### What you are asked to do:
The records follow. Filter them to the lines that hold "stored".

(Record set Opens)

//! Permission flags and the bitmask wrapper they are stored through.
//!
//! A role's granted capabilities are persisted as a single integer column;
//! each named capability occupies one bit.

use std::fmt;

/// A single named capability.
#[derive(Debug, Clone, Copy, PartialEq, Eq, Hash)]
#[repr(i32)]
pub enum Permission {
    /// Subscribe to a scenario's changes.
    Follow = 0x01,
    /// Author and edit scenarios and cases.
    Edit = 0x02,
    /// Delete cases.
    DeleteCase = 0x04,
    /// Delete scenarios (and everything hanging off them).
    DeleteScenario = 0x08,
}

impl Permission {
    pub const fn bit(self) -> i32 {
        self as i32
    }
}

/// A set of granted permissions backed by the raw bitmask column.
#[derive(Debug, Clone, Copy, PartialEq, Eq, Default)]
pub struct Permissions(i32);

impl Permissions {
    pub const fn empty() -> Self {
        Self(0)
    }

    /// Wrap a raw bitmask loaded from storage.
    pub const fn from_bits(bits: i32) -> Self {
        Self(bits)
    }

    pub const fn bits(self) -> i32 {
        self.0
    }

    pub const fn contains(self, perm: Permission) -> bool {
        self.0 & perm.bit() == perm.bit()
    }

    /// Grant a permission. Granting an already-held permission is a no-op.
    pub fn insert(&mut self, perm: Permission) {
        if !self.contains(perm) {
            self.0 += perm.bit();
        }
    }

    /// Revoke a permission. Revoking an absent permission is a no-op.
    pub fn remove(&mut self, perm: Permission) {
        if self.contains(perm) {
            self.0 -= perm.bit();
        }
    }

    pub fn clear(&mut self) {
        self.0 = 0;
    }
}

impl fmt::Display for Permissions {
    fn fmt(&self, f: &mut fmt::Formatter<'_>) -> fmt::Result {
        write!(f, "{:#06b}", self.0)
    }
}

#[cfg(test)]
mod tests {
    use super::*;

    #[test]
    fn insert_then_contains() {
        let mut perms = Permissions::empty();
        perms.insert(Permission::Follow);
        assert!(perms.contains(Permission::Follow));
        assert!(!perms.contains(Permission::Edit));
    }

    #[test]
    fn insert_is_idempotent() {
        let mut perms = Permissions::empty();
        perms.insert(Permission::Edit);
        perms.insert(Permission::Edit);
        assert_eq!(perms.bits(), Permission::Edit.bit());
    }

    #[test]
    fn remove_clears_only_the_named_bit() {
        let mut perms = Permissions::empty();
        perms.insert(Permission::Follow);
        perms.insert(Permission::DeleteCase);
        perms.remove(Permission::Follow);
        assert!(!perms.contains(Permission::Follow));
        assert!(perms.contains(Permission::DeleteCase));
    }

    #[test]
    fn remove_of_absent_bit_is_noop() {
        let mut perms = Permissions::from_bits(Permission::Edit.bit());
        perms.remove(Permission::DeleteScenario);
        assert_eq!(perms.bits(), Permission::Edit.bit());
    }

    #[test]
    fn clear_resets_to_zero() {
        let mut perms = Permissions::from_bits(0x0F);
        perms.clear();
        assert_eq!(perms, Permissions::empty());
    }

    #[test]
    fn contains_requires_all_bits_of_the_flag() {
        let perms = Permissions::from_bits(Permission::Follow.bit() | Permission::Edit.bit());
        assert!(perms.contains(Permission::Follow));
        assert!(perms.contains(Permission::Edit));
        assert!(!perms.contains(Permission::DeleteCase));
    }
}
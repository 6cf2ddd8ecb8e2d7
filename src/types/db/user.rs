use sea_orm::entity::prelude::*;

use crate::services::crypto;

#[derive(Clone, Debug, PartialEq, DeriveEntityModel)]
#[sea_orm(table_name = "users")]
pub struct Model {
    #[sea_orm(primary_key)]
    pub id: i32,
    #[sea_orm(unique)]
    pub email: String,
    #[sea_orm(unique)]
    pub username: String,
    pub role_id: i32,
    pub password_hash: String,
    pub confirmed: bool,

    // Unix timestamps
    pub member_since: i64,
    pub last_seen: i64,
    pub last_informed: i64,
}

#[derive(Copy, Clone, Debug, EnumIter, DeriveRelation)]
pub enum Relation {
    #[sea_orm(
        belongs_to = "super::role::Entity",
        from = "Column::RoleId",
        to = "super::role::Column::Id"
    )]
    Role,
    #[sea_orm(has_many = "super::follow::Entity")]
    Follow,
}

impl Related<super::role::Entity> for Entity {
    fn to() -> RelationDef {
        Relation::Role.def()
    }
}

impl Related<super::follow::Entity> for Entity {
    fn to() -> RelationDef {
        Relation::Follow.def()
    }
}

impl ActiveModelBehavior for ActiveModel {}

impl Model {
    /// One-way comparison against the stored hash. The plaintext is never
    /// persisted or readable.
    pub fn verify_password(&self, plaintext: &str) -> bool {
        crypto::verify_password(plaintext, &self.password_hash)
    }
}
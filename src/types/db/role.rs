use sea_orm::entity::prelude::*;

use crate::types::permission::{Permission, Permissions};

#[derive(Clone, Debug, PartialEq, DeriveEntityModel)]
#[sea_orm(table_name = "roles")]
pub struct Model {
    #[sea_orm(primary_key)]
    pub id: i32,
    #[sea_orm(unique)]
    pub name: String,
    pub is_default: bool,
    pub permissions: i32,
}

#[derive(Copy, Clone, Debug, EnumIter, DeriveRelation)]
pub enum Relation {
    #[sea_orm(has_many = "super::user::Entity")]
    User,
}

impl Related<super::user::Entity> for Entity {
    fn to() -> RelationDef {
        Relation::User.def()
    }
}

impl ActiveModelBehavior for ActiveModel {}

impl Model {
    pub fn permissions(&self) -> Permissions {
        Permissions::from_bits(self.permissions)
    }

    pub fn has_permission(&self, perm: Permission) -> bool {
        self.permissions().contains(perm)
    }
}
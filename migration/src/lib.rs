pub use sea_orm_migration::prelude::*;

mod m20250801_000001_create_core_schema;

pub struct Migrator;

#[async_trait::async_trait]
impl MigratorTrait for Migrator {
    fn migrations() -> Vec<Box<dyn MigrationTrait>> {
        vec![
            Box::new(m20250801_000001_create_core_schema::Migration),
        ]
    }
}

(Record set Closes)

### Written solution:
//! Permission flags and the bitmask wrapper they are stored through.
    /// One-way comparison against the stored hash. The plaintext is never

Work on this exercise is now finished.